- Task goal:
Select and copy out every line in the records containing "core".

(Collected data)
------------------------------------------------------------

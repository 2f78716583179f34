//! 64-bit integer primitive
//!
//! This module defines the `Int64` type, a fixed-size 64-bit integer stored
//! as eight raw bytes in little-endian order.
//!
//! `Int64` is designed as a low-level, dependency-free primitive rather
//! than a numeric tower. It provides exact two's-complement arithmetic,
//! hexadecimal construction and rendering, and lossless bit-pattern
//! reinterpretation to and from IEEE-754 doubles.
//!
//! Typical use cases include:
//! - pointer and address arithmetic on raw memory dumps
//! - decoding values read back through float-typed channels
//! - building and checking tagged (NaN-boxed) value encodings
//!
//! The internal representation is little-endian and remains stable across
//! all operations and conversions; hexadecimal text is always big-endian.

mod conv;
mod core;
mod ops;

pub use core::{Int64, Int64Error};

------------------------------------------------------------

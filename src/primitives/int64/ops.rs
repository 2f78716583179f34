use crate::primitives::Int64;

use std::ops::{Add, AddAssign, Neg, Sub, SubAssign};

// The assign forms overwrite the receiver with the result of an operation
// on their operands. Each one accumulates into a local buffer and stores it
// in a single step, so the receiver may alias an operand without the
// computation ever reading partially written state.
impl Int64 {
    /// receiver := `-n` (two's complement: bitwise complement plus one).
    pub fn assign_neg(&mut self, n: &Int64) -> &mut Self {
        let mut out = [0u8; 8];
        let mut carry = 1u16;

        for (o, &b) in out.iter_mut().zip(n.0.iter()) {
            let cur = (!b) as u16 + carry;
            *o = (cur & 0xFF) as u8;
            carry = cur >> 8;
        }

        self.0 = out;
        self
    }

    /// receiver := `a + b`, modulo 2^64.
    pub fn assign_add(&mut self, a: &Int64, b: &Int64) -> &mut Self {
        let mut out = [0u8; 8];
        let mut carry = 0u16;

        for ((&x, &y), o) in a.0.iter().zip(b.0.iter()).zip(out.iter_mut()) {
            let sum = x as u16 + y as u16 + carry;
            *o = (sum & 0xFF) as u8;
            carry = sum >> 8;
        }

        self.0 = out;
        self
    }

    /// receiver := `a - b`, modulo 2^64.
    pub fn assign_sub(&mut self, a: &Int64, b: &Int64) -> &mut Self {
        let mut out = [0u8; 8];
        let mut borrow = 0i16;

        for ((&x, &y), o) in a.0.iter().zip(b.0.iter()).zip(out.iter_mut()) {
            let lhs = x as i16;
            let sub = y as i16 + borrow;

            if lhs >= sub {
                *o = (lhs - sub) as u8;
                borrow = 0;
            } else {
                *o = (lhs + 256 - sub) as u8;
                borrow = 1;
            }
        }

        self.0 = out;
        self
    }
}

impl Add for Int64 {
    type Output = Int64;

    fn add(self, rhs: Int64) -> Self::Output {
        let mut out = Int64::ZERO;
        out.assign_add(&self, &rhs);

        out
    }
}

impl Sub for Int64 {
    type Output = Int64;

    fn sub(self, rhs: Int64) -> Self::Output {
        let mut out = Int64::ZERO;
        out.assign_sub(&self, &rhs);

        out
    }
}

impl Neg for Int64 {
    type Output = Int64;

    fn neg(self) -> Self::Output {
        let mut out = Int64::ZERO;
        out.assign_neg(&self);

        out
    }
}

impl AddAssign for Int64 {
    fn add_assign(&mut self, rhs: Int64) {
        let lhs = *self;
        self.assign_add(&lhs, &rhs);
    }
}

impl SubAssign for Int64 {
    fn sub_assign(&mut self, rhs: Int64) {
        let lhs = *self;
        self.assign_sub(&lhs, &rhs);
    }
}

------------------------------------------------------------

- Response to the exercise:
mod core;
pub use core::{Int64, Int64Error};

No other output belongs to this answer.